TASK TO COMPLETE ::
For the data below, restate word for word only the lines from the line containing "filename crates/core/src/types/status.rs" through the line containing "in lifecycle order.", both ends included.

PROVIDED ENTRIES ::
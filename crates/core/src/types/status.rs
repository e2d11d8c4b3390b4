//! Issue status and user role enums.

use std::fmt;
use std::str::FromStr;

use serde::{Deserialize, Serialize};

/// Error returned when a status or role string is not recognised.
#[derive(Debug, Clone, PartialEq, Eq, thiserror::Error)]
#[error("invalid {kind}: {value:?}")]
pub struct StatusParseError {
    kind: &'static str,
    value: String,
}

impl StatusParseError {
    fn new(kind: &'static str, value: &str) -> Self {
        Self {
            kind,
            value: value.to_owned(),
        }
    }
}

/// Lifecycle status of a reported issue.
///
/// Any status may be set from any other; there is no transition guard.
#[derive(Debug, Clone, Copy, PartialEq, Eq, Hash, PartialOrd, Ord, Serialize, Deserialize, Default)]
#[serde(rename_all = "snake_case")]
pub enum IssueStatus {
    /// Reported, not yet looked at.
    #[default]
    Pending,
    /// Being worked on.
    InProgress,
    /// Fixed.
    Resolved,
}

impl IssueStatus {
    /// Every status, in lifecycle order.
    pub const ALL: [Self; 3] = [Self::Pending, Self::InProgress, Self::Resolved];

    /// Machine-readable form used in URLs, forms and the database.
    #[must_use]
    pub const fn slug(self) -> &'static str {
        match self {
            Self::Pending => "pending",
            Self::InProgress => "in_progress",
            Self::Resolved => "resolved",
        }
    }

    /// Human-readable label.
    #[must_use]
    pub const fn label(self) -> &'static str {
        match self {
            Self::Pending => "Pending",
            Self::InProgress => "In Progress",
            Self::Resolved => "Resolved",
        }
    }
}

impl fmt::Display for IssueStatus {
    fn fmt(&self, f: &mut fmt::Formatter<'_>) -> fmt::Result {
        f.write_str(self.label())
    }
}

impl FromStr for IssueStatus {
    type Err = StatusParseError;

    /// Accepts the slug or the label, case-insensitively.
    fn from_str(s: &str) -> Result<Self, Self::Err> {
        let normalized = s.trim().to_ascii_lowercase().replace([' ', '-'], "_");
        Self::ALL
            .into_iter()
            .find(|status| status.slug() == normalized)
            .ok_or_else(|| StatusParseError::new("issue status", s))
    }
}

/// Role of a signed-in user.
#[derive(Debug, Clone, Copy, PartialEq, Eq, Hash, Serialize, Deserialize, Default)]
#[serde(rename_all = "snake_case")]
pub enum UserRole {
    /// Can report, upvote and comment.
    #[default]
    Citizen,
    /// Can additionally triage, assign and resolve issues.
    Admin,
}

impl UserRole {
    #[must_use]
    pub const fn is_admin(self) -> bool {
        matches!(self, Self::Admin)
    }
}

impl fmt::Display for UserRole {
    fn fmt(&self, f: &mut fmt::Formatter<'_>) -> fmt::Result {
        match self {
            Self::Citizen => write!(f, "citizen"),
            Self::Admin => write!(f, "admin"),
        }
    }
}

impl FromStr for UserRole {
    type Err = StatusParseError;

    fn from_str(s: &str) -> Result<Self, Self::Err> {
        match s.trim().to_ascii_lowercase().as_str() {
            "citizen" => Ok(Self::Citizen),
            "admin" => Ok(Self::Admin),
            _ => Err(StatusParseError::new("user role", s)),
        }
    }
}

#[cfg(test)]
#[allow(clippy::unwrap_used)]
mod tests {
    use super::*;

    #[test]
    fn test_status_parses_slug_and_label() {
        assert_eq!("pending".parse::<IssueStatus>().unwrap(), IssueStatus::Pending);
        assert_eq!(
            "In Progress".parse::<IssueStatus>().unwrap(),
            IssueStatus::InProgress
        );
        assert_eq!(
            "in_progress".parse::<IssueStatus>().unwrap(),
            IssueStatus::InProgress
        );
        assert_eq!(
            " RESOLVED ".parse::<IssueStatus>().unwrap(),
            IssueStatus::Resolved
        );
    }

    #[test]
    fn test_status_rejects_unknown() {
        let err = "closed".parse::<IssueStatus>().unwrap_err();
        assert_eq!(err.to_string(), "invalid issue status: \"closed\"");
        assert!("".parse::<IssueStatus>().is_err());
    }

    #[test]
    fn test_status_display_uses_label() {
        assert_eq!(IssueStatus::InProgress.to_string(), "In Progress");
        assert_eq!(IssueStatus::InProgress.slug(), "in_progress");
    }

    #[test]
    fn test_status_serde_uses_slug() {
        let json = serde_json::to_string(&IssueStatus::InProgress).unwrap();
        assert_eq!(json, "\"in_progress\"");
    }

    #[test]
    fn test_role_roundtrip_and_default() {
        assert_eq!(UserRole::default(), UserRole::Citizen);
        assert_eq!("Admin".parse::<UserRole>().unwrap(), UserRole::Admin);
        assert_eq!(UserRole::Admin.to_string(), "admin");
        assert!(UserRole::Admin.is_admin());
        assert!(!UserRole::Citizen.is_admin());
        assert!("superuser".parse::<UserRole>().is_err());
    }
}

* * *

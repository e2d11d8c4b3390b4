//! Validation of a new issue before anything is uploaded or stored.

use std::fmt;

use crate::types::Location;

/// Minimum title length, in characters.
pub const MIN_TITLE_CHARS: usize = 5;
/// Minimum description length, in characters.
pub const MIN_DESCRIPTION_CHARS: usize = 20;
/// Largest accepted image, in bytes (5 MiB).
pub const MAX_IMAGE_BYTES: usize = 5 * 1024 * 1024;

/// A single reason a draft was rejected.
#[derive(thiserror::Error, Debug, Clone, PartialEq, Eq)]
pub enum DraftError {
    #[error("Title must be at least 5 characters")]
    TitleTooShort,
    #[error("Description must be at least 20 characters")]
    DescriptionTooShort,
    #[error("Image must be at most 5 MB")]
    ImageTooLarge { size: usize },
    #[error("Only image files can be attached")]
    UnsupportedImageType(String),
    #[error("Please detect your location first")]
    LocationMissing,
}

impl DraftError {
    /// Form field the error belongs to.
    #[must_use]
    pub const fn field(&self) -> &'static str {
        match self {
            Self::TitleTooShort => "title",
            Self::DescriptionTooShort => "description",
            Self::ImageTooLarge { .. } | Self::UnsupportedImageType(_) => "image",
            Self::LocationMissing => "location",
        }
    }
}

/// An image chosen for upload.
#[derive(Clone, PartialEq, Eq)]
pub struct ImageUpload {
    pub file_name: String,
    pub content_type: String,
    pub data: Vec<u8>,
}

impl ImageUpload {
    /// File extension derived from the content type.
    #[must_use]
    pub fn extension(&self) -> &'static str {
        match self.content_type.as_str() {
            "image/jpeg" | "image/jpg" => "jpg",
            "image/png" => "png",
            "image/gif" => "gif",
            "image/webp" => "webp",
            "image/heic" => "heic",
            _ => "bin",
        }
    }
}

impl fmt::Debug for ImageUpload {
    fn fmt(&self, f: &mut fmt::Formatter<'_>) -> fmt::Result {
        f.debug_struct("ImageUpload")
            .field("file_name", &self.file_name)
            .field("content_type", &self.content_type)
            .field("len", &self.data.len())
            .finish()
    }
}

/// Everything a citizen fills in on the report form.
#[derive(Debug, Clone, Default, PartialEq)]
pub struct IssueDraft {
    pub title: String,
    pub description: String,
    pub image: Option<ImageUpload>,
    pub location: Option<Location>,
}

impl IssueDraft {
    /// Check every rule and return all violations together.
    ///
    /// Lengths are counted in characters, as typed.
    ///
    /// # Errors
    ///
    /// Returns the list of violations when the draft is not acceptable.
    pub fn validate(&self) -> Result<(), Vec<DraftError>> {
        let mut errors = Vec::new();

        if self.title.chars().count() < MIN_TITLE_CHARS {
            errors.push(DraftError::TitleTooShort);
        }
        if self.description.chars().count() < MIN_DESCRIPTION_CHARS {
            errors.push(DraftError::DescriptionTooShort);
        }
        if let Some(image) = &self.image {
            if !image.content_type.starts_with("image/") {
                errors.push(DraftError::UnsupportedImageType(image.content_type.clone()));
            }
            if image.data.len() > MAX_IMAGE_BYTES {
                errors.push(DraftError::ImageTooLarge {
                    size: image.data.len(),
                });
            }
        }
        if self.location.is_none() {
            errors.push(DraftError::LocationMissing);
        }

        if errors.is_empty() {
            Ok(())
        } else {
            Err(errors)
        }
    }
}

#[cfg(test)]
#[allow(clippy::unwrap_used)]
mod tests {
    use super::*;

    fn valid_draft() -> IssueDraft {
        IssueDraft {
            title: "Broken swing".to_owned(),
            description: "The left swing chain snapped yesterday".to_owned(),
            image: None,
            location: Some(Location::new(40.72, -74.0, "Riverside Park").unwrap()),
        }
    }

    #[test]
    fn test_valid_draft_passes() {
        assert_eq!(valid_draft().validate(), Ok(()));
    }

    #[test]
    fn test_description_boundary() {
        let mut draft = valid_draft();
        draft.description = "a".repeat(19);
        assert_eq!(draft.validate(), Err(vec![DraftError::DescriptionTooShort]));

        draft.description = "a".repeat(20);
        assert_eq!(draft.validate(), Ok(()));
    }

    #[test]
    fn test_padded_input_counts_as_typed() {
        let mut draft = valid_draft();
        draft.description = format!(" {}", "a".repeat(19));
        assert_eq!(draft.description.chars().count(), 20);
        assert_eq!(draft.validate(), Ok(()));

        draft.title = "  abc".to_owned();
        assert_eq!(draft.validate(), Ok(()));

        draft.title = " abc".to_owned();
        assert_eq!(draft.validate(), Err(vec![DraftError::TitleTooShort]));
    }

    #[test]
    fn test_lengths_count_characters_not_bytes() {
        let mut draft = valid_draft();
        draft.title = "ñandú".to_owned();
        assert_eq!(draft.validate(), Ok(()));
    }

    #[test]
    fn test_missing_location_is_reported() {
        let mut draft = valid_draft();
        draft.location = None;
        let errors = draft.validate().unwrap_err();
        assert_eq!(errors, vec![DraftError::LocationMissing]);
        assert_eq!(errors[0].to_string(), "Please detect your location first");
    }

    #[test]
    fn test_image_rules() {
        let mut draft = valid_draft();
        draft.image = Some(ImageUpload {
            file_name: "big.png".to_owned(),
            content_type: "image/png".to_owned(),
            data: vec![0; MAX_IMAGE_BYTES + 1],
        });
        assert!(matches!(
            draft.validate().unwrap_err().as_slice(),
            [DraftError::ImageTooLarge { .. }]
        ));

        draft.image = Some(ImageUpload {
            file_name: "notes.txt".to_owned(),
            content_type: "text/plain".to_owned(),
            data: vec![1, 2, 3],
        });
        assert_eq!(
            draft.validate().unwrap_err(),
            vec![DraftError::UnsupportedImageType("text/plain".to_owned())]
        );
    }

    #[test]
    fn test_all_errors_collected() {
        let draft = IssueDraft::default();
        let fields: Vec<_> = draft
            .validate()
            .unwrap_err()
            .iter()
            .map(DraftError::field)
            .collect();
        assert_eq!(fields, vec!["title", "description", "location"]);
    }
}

EXERCISE OUTPUT ::
filename crates/core/src/types/status.rs
repository e2d11d8c4b3390b4
//! Issue status and user role enums.

use std::fmt;
use std::str::FromStr;

use serde::{Deserialize, Serialize};

/// Error returned when a status or role string is not recognised.
#[derive(Debug, Clone, PartialEq, Eq, thiserror::Error)]
#[error("invalid {kind}: {value:?}")]
pub struct StatusParseError {
    kind: &'static str,
    value: String,
}

impl StatusParseError {
    fn new(kind: &'static str, value: &str) -> Self {
        Self {
            kind,
            value: value.to_owned(),
        }
    }
}

/// Lifecycle status of a reported issue.
///
/// Any status may be set from any other; there is no transition guard.
#[derive(Debug, Clone, Copy, PartialEq, Eq, Hash, PartialOrd, Ord, Serialize, Deserialize, Default)]
#[serde(rename_all = "snake_case")]
pub enum IssueStatus {
    /// Reported, not yet looked at.
    #[default]
    Pending,
    /// Being worked on.
    InProgress,
    /// Fixed.
    Resolved,
}

impl IssueStatus {
    /// Every status, in lifecycle order.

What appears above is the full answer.